*Task statement:* Copy nothing from the entries below except the lines from the one containing "pub fn nonzero_cells(&self)" through the one containing "let row = (i64::from(record.time) / width) as usize;", and copy those exactly.

*Input records:*

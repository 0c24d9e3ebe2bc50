// Copyright 2025 Neuraville Inc.
// SPDX-License-Identifier: Apache-2.0

//! Streaming spike file writer

use std::fs::File;
use std::io::{self, BufWriter, Write};
use std::path::Path;

use tracing::debug;

use crate::{Result, SpikeFileHeader, SpikeRecord};

/// Writes the header on construction, then appends records in call order.
///
/// The header is written exactly once per writer; a new sink needs a new writer.
///
/// Record bytes go through a staging buffer that is drained with plain `write` calls.
/// When the sink fails partway, the bytes it already accepted are dropped from the
/// buffer and the next write or flush resumes at the first unaccepted byte, so the
/// record stream on disk stays aligned to 8-byte boundaries.
#[derive(Debug)]
pub struct SpikeFileWriter<W: Write> {
    sink: W,
    staged: Vec<u8>,
    staged_offset: usize,
    record_bytes_accepted: u64,
}

impl SpikeFileWriter<BufWriter<File>> {
    /// Create (or truncate) a spike file and write its header.
    pub fn create<P: AsRef<Path>>(path: P) -> Result<Self> {
        let file = File::create(path.as_ref())?;
        debug!(target: "spikemon-format", "Created spike file {}", path.as_ref().display());
        Self::new(BufWriter::new(file))
    }
}

impl<W: Write> SpikeFileWriter<W> {
    pub fn new(mut sink: W) -> Result<Self> {
        SpikeFileHeader::default().write_to(&mut sink)?;
        Ok(Self {
            sink,
            staged: Vec::new(),
            staged_offset: 0,
            record_bytes_accepted: 0,
        })
    }

    /// Encode a record into the staging buffer without touching the sink.
    #[inline]
    pub fn stage(&mut self, record: SpikeRecord) {
        let start = self.staged.len();
        self.staged.resize(start + SpikeRecord::BYTE_COUNT, 0);
        record.encode(&mut self.staged[start..]);
    }

    pub fn write_record(&mut self, record: SpikeRecord) -> Result<()> {
        self.stage(record);
        self.drain_staged()
    }

    /// Encode a batch and hand it to the sink in as few writes as it accepts.
    pub fn write_records(&mut self, records: &[SpikeRecord]) -> Result<()> {
        for &record in records {
            self.stage(record);
        }
        self.drain_staged()
    }

    /// Drain staged records, then flush the sink.
    pub fn flush(&mut self) -> Result<()> {
        self.drain_staged()?;
        self.sink.flush()?;
        Ok(())
    }

    fn drain_staged(&mut self) -> Result<()> {
        while self.staged_offset < self.staged.len() {
            match self.sink.write(&self.staged[self.staged_offset..]) {
                Ok(0) => {
                    return Err(io::Error::new(
                        io::ErrorKind::WriteZero,
                        "spike sink accepted no bytes",
                    )
                    .into())
                }
                Ok(n) => {
                    self.staged_offset += n;
                    self.record_bytes_accepted += n as u64;
                }
                Err(e) if e.kind() == io::ErrorKind::Interrupted => {}
                Err(e) => return Err(e.into()),
            }
        }
        self.staged.clear();
        self.staged_offset = 0;
        Ok(())
    }

    /// Records fully handed to the sink so far (header excluded)
    pub fn records_written(&self) -> u64 {
        self.record_bytes_accepted / SpikeRecord::BYTE_COUNT as u64
    }

    /// Records staged but not yet fully accepted by the sink; a record the sink took
    /// only part of counts as staged.
    pub fn staged_records(&self) -> usize {
        (self.staged.len() - self.staged_offset).div_ceil(SpikeRecord::BYTE_COUNT)
    }

    pub fn get_ref(&self) -> &W {
        &self.sink
    }

    /// Flush and return the underlying sink.
    pub fn into_inner(mut self) -> Result<W> {
        self.flush()?;
        Ok(self.sink)
    }
}

#[cfg(test)]
mod tests {
    use super::*;

    #[test]
    fn test_header_written_on_construction() {
        let writer = SpikeFileWriter::new(Vec::new()).unwrap();
        assert_eq!(writer.get_ref().len(), SpikeFileHeader::BYTE_COUNT);
        assert_eq!(writer.records_written(), 0);
    }

    #[test]
    fn test_batch_matches_single_writes() {
        let records = [SpikeRecord::new(1, 0), SpikeRecord::new(5, 9), SpikeRecord::new(5, 2)];

        let mut single = SpikeFileWriter::new(Vec::new()).unwrap();
        for record in records {
            single.write_record(record).unwrap();
        }
        let mut batch = SpikeFileWriter::new(Vec::new()).unwrap();
        batch.write_records(&records).unwrap();

        assert_eq!(batch.records_written(), 3);
        assert_eq!(single.into_inner().unwrap(), batch.into_inner().unwrap());
    }

    /// Sink that accepts a fixed number of bytes, then fails until given more budget
    struct BudgetSink {
        bytes: Vec<u8>,
        budget: usize,
    }

    impl Write for BudgetSink {
        fn write(&mut self, buf: &[u8]) -> io::Result<usize> {
            if self.budget == 0 {
                return Err(io::Error::new(io::ErrorKind::Other, "sink unavailable"));
            }
            let n = buf.len().min(self.budget);
            self.bytes.extend_from_slice(&buf[..n]);
            self.budget -= n;
            Ok(n)
        }

        fn flush(&mut self) -> io::Result<()> {
            Ok(())
        }
    }

    #[test]
    fn test_partial_write_resumes_on_record_boundary() {
        let sink = BudgetSink {
            bytes: Vec::new(),
            budget: SpikeFileHeader::BYTE_COUNT + 12,
        };
        let mut writer = SpikeFileWriter::new(sink).unwrap();

        let records = [SpikeRecord::new(10, 1), SpikeRecord::new(20, 2)];
        assert!(writer.write_records(&records).is_err());
        assert_eq!(writer.records_written(), 1);
        assert_eq!(writer.staged_records(), 1);

        writer.sink.budget = usize::MAX;
        writer.flush().unwrap();
        assert_eq!(writer.records_written(), 2);
        assert_eq!(writer.staged_records(), 0);

        let bytes = writer.into_inner().unwrap().bytes;
        let decoded: Vec<SpikeRecord> = bytes[SpikeFileHeader::BYTE_COUNT..]
            .chunks_exact(SpikeRecord::BYTE_COUNT)
            .map(SpikeRecord::decode)
            .collect();
        assert_eq!(decoded, records);
    }
}
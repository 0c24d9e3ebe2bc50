// Copyright 2025 Neuraville Inc.
// SPDX-License-Identifier: Apache-2.0

//! Configuration type definitions
//!
//! Each struct maps to a section of `spikemon.toml`. Every section is optional in the
//! file; missing keys fall back to the defaults below.

use serde::{Deserialize, Serialize};
use std::path::PathBuf;

/// Default number of records the offline reader pulls per chunk
pub const DEFAULT_READER_CHUNK_RECORDS: usize = 1_000_000;

/// Root configuration structure
#[derive(Debug, Clone, Default, Deserialize, Serialize)]
#[serde(default)]
pub struct SpikemonConfig {
    pub recording: RecordingConfig,
    pub output: OutputConfig,
    pub reader: ReaderConfig,
    pub logging: LoggingConfig,
}

/// Recording session behaviour
#[derive(Debug, Clone, Default, Deserialize, Serialize)]
#[serde(default)]
pub struct RecordingConfig {
    /// Keep buffers and accumulate time across start/stop probes
    pub persistent_mode: bool,
    /// Spike slots reserved per neuron when a session is created (0 = grow on demand)
    pub buffer_capacity_hint: usize,
}

/// Spike file output
#[derive(Debug, Clone, Default, Deserialize, Serialize)]
#[serde(default)]
pub struct OutputConfig {
    /// Spike file bound to new sessions; `None` keeps recording in memory only
    pub spike_file: Option<PathBuf>,
}

/// Offline reader settings
#[derive(Debug, Clone, Deserialize, Serialize)]
#[serde(default)]
pub struct ReaderConfig {
    /// Records decoded per bulk read
    pub chunk_records: usize,
    /// Bin width in ms for binned mode; `None` reads raw (AER) pairs
    pub bin_width_ms: Option<u32>,
}

impl Default for ReaderConfig {
    fn default() -> Self {
        Self {
            chunk_records: DEFAULT_READER_CHUNK_RECORDS,
            bin_width_ms: None,
        }
    }
}

/// Logging configuration
#[derive(Debug, Clone, Deserialize, Serialize)]
#[serde(default)]
pub struct LoggingConfig {
    /// Log level (trace, debug, info, warn, error)
    pub level: String,
    /// Directory for JSON log files; `None` logs to the console only
    pub log_dir: Option<PathBuf>,
}

impl Default for LoggingConfig {
    fn default() -> Self {
        Self {
            level: "info".to_string(),
            log_dir: None,
        }
    }
}
// Copyright 2025 Neuraville Inc.
// SPDX-License-Identifier: Apache-2.0

//! # spikemon - Spike Monitor for Spiking Neural Network Simulators
//!
//! Records the spikes of a neuron population during simulation, answers firing-rate queries
//! over the recorded window and persists spikes to a compact binary file that can be analyzed
//! offline.
//!
//! ## Quick Start
//!
//! ```toml
//! [dependencies]
//! spikemon = "0.1"
//! ```
//!
//! ```rust,no_run
//! use spikemon::prelude::*;
//!
//! let clock = ManualClock::new(0);
//! let mut monitor = MonitorSession::new("excitatory", 0, 800, clock.clone())?;
//! monitor.bind_output_file("excitatory.dat")?;
//!
//! monitor.start()?;
//! // ... simulation pushes spikes
//! monitor.push_event(17, 3)?;
//! clock.set_ms(1000);
//! monitor.stop()?;
//!
//! println!("{}", monitor.report(false)?);
//!
//! // Offline analysis
//! let matrix = SpikeFileReader::open("excitatory.dat")?.read_binned(100)?;
//! println!("{} x {} bins", matrix.rows(), matrix.columns());
//! # Ok::<(), Box<dyn std::error::Error>>(())
//! ```
//!
//! ## Architecture
//!
//! ```text
//! spikemon-config         TOML + env + CLI configuration
//! spikemon-observability  tracing setup, per-crate debug flags
//! spikemon-format         spike file writer, reader, occupancy binning
//! spikemon-monitor        recording session, firing-rate statistics, reports
//! ```
//!
//! ## Feature Flags
//! - **`file-logging`** (default): JSON log files through `tracing-appender`

pub use spikemon_config as config;
pub use spikemon_format as format;
pub use spikemon_monitor as monitor;
pub use spikemon_observability as observability;

/// Prelude - commonly used types and traits
pub mod prelude {
    pub use crate::config::{load_config, validate_config, SpikemonConfig};
    pub use crate::format::{
        FormatError, OccupancyMatrix, ReadMode, SpikeData, SpikeFileReader, SpikeFileWriter,
        SpikeRecord,
    };
    pub use crate::monitor::{
        ManualClock, MonitorError, MonitorReport, MonitorSession, RecordingState, SimulationClock,
    };
}
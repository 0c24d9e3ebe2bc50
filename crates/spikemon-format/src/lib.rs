// Copyright 2025 Neuraville Inc.
// SPDX-License-Identifier: Apache-2.0

//! # Spike File Format
//!
//! Binary format shared by the spike monitor (writer) and offline analysis (reader).
//!
//! ## Layout
//! ```text
//! [Header]  8 bytes
//! - Signature: i32 = 206661989
//! - Version:   f32 = 1.0
//! [Records] 8 bytes each, until EOF
//! - time:      i32 (ms)
//! - neuron_id: i32
//! ```
//! All fields are little-endian. There is no record count and no trailer.
//!
//! ## Usage
//! ```rust
//! use spikemon_format::{SpikeFileReader, SpikeFileWriter, SpikeRecord};
//! use std::io::Cursor;
//!
//! let mut writer = SpikeFileWriter::new(Vec::new()).unwrap();
//! writer.write_record(SpikeRecord::new(12, 3)).unwrap();
//! let bytes = writer.into_inner().unwrap();
//!
//! let mut reader = SpikeFileReader::new(Cursor::new(bytes)).unwrap();
//! assert_eq!(reader.read_all().unwrap(), vec![SpikeRecord::new(12, 3)]);
//! ```

/// Crate version from Cargo.toml
pub const VERSION: &str = env!("CARGO_PKG_VERSION");

use thiserror::Error;

mod binning;
mod header;
mod reader;
mod record;
mod writer;

pub use binning::{OccupancyMatrix, MAX_MATRIX_CELLS};
pub use header::{SpikeFileHeader, SPIKE_FILE_SIGNATURE, SPIKE_FILE_VERSION};
pub use reader::{ReadMode, SpikeData, SpikeFileReader, DEFAULT_CHUNK_RECORDS};
pub use record::SpikeRecord;
pub use writer::SpikeFileWriter;

/// Spike file errors
#[derive(Error, Debug)]
pub enum FormatError {
    #[error("I/O error: {0}")]
    Io(#[from] std::io::Error),

    #[error("Invalid spike file signature: expected {expected}, got {found}")]
    InvalidSignature { expected: i32, found: i32 },

    #[error("Unsupported spike file version: expected {expected}, got {found}")]
    UnsupportedVersion { expected: f32, found: f32 },

    #[error("Spike file header truncated: got {found} of {expected} bytes")]
    TruncatedHeader { expected: usize, found: usize },

    #[error("{field} value {value} does not fit in a 32-bit record field")]
    FieldOutOfRange { field: &'static str, value: i64 },

    #[error("Bin width must be > 0 ms")]
    InvalidBinWidth,

    #[error("Chunk size must be > 0 records")]
    InvalidChunkSize,

    #[error("Record ({time}, {neuron_id}) cannot be binned: time and neuron id must be >= 0")]
    NegativeBinIndex { time: i32, neuron_id: i32 },

    #[error("Occupancy matrix of {rows}x{cols} bins exceeds the 2^28 cell limit")]
    MatrixTooLarge { rows: usize, cols: usize },
}

pub type Result<T> = std::result::Result<T, FormatError>;
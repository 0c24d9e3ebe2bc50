// Copyright 2025 Neuraville Inc.
// SPDX-License-Identifier: Apache-2.0

//! Time-bin × neuron occupancy matrix for binned reads

use ndarray::{s, Array2};

use crate::{FormatError, Result, SpikeRecord};

/// Largest matrix a binned read may allocate (2^28 cells, 1 GiB of `u32` counts)
pub const MAX_MATRIX_CELLS: usize = 1 << 28;

/// Event counts per (time bin, neuron).
///
/// Public indices are 1-based: a record lands in row `floor(time / w) + 1` and column
/// `neuron_id + 1`. Storage is a 0-based `Array2` where cell `[row - 1, column - 1]`
/// holds that count. The matrix only grows.
#[derive(Debug, Clone, PartialEq)]
pub struct OccupancyMatrix {
    bin_width_ms: u32,
    counts: Array2<u32>,
}

impl OccupancyMatrix {
    pub fn new(bin_width_ms: u32) -> Result<Self> {
        if bin_width_ms == 0 {
            return Err(FormatError::InvalidBinWidth);
        }
        Ok(Self {
            bin_width_ms,
            counts: Array2::zeros((0, 0)),
        })
    }

    pub fn bin_width_ms(&self) -> u32 {
        self.bin_width_ms
    }

    /// Number of time bins (highest row index seen)
    pub fn rows(&self) -> usize {
        self.counts.nrows()
    }

    /// Number of neuron columns (highest column index seen)
    pub fn columns(&self) -> usize {
        self.counts.ncols()
    }

    /// Count at 1-based `(row, column)`; 0 outside the matrix.
    pub fn get(&self, row: usize, column: usize) -> u32 {
        if row == 0 || column == 0 {
            return 0;
        }
        self.counts
            .get((row - 1, column - 1))
            .copied()
            .unwrap_or(0)
    }

    pub fn total_events(&self) -> u64 {
        self.counts.iter().map(|&c| u64::from(c)).sum()
    }

    pub fn nonzero_cells(&self) -> usize {
        self.counts.iter().filter(|&&c| c > 0).count()
    }

    pub fn as_array(&self) -> &Array2<u32> {
        &self.counts
    }

    pub fn into_array(self) -> Array2<u32> {
        self.counts
    }

    /// Add one chunk of records. The whole chunk is validated before any cell changes,
    /// including the grown size against [`MAX_MATRIX_CELLS`].
    pub fn accumulate(&mut self, records: &[SpikeRecord]) -> Result<()> {
        let width = i64::from(self.bin_width_ms);
        let mut needed_rows = self.rows();
        let mut needed_cols = self.columns();
        for record in records {
            if record.time < 0 || record.neuron_id < 0 {
                return Err(FormatError::NegativeBinIndex {
                    time: record.time,
                    neuron_id: record.neuron_id,
                });
            }
            let row = (i64::from(record.time) / width) as usize + 1;
            let col = record.neuron_id as usize + 1;
            needed_rows = needed_rows.max(row);
            needed_cols = needed_cols.max(col);
        }

        let cells = needed_rows.checked_mul(needed_cols);
        if cells.map_or(true, |cells| cells > MAX_MATRIX_CELLS) {
            return Err(FormatError::MatrixTooLarge {
                rows: needed_rows,
                cols: needed_cols,
            });
        }
        self.grow(needed_rows, needed_cols);

        for record in records {
            let row = (i64::from(record.time) / width) as usize;
            let col = record.neuron_id as usize;
            self.counts[[row, col]] += 1;
        }
        Ok(())
    }

    fn grow(&mut self, rows: usize, cols: usize) {
        let (old_rows, old_cols) = self.counts.dim();
        if rows <= old_rows && cols <= old_cols {
            return;
        }
        let mut grown = Array2::zeros((rows.max(old_rows), cols.max(old_cols)));
        grown
            .slice_mut(s![..old_rows, ..old_cols])
            .assign(&self.counts);
        self.counts = grown;
    }
}
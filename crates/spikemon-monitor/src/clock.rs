// Copyright 2025 Neuraville Inc.
// SPDX-License-Identifier: Apache-2.0

//! Simulation time source

use std::sync::atomic::{AtomicI64, Ordering};
use std::sync::Arc;

/// Current simulation time in ms, supplied by the simulation engine.
pub trait SimulationClock {
    fn now_ms(&self) -> i64;
}

impl<T: SimulationClock + ?Sized> SimulationClock for &T {
    fn now_ms(&self) -> i64 {
        (**self).now_ms()
    }
}

impl<T: SimulationClock + ?Sized> SimulationClock for Arc<T> {
    fn now_ms(&self) -> i64 {
        (**self).now_ms()
    }
}

/// Clock stepped explicitly by the host. Clones share the same time.
#[derive(Debug, Clone, Default)]
pub struct ManualClock {
    now: Arc<AtomicI64>,
}

impl ManualClock {
    pub fn new(start_ms: i64) -> Self {
        Self {
            now: Arc::new(AtomicI64::new(start_ms)),
        }
    }

    pub fn set_ms(&self, now_ms: i64) {
        self.now.store(now_ms, Ordering::Relaxed);
    }

    pub fn advance_ms(&self, delta_ms: i64) {
        self.now.fetch_add(delta_ms, Ordering::Relaxed);
    }
}

impl SimulationClock for ManualClock {
    fn now_ms(&self) -> i64 {
        self.now.load(Ordering::Relaxed)
    }
}
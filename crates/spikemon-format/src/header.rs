// Copyright 2025 Neuraville Inc.
// SPDX-License-Identifier: Apache-2.0

//! Spike file header

use std::io::{ErrorKind, Read, Write};

use byteorder::{ByteOrder, LittleEndian, WriteBytesExt};

use crate::{FormatError, Result};

/// Signature stored in the first four bytes of every spike file
pub const SPIKE_FILE_SIGNATURE: i32 = 206_661_989;

/// The only format version this crate reads and writes
pub const SPIKE_FILE_VERSION: f32 = 1.0;

/// Validated 8-byte spike file header
#[derive(Debug, Clone, Copy, PartialEq)]
pub struct SpikeFileHeader {
    pub signature: i32,
    pub version: f32,
}

impl Default for SpikeFileHeader {
    fn default() -> Self {
        Self {
            signature: SPIKE_FILE_SIGNATURE,
            version: SPIKE_FILE_VERSION,
        }
    }
}

impl SpikeFileHeader {
    pub const BYTE_COUNT: usize = 8;

    pub fn to_bytes(&self) -> [u8; Self::BYTE_COUNT] {
        let mut bytes = [0u8; Self::BYTE_COUNT];
        LittleEndian::write_i32(&mut bytes[0..4], self.signature);
        LittleEndian::write_f32(&mut bytes[4..8], self.version);
        bytes
    }

    /// Decode and validate a header. The signature is checked before the version.
    pub fn from_bytes(bytes: &[u8; Self::BYTE_COUNT]) -> Result<Self> {
        let signature = LittleEndian::read_i32(&bytes[0..4]);
        if signature != SPIKE_FILE_SIGNATURE {
            return Err(FormatError::InvalidSignature {
                expected: SPIKE_FILE_SIGNATURE,
                found: signature,
            });
        }

        let version = LittleEndian::read_f32(&bytes[4..8]);
        if version.to_bits() != SPIKE_FILE_VERSION.to_bits() {
            return Err(FormatError::UnsupportedVersion {
                expected: SPIKE_FILE_VERSION,
                found: version,
            });
        }

        Ok(Self { signature, version })
    }

    pub fn write_to<W: Write>(&self, sink: &mut W) -> Result<()> {
        sink.write_i32::<LittleEndian>(self.signature)?;
        sink.write_f32::<LittleEndian>(self.version)?;
        Ok(())
    }

    /// Read exactly the header bytes from `source` and validate them.
    pub fn read_from<R: Read>(source: &mut R) -> Result<Self> {
        let mut bytes = [0u8; Self::BYTE_COUNT];
        let found = read_up_to(source, &mut bytes)?;
        if found < Self::BYTE_COUNT {
            return Err(FormatError::TruncatedHeader {
                expected: Self::BYTE_COUNT,
                found,
            });
        }
        Self::from_bytes(&bytes)
    }
}

/// Fill `buf` as far as the source allows; returns the number of bytes read.
pub(crate) fn read_up_to<R: Read>(source: &mut R, buf: &mut [u8]) -> std::io::Result<usize> {
    let mut filled = 0;
    while filled < buf.len() {
        match source.read(&mut buf[filled..]) {
            Ok(0) => break,
            Ok(n) => filled += n,
            Err(e) if e.kind() == ErrorKind::Interrupted => continue,
            Err(e) => return Err(e),
        }
    }
    Ok(filled)
}

#[cfg(test)]
mod tests {
    use super::*;
    use std::io::Cursor;

    #[test]
    fn test_header_bytes_are_fixed() {
        let bytes = SpikeFileHeader::default().to_bytes();
        assert_eq!(&bytes[0..4], &206_661_989i32.to_le_bytes());
        assert_eq!(&bytes[4..8], &1.0f32.to_le_bytes());
    }

    #[test]
    fn test_bad_signature_checked_first() {
        let mut bytes = [0u8; 8];
        LittleEndian::write_i32(&mut bytes[0..4], 42);
        LittleEndian::write_f32(&mut bytes[4..8], 2.0);

        let err = SpikeFileHeader::from_bytes(&bytes).unwrap_err();
        assert!(matches!(
            err,
            FormatError::InvalidSignature { found: 42, .. }
        ));
    }

    #[test]
    fn test_unsupported_version() {
        let header = SpikeFileHeader {
            signature: SPIKE_FILE_SIGNATURE,
            version: 0.3,
        };
        let err = SpikeFileHeader::from_bytes(&header.to_bytes()).unwrap_err();
        assert!(matches!(err, FormatError::UnsupportedVersion { .. }));
    }

    #[test]
    fn test_truncated_header() {
        let mut source = Cursor::new(vec![1u8, 2, 3]);
        let err = SpikeFileHeader::read_from(&mut source).unwrap_err();
        assert!(matches!(
            err,
            FormatError::TruncatedHeader {
                expected: 8,
                found: 3
            }
        ));
    }
}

*Reply to the exercise:*
    pub fn nonzero_cells(&self) -> usize {
        self.counts.iter().filter(|&&c| c > 0).count()
    }

    pub fn as_array(&self) -> &Array2<u32> {
        &self.counts
    }

    pub fn into_array(self) -> Array2<u32> {
        self.counts
    }

    /// Add one chunk of records. The whole chunk is validated before any cell changes,
    /// including the grown size against [`MAX_MATRIX_CELLS`].
    pub fn accumulate(&mut self, records: &[SpikeRecord]) -> Result<()> {
        let width = i64::from(self.bin_width_ms);
        let mut needed_rows = self.rows();
        let mut needed_cols = self.columns();
        for record in records {
            if record.time < 0 || record.neuron_id < 0 {
                return Err(FormatError::NegativeBinIndex {
                    time: record.time,
                    neuron_id: record.neuron_id,
                });
            }
            let row = (i64::from(record.time) / width) as usize + 1;
            let col = record.neuron_id as usize + 1;
            needed_rows = needed_rows.max(row);
            needed_cols = needed_cols.max(col);
        }

        let cells = needed_rows.checked_mul(needed_cols);
        if cells.map_or(true, |cells| cells > MAX_MATRIX_CELLS) {
            return Err(FormatError::MatrixTooLarge {
                rows: needed_rows,
                cols: needed_cols,
            });
        }
        self.grow(needed_rows, needed_cols);

        for record in records {
            let row = (i64::from(record.time) / width) as usize;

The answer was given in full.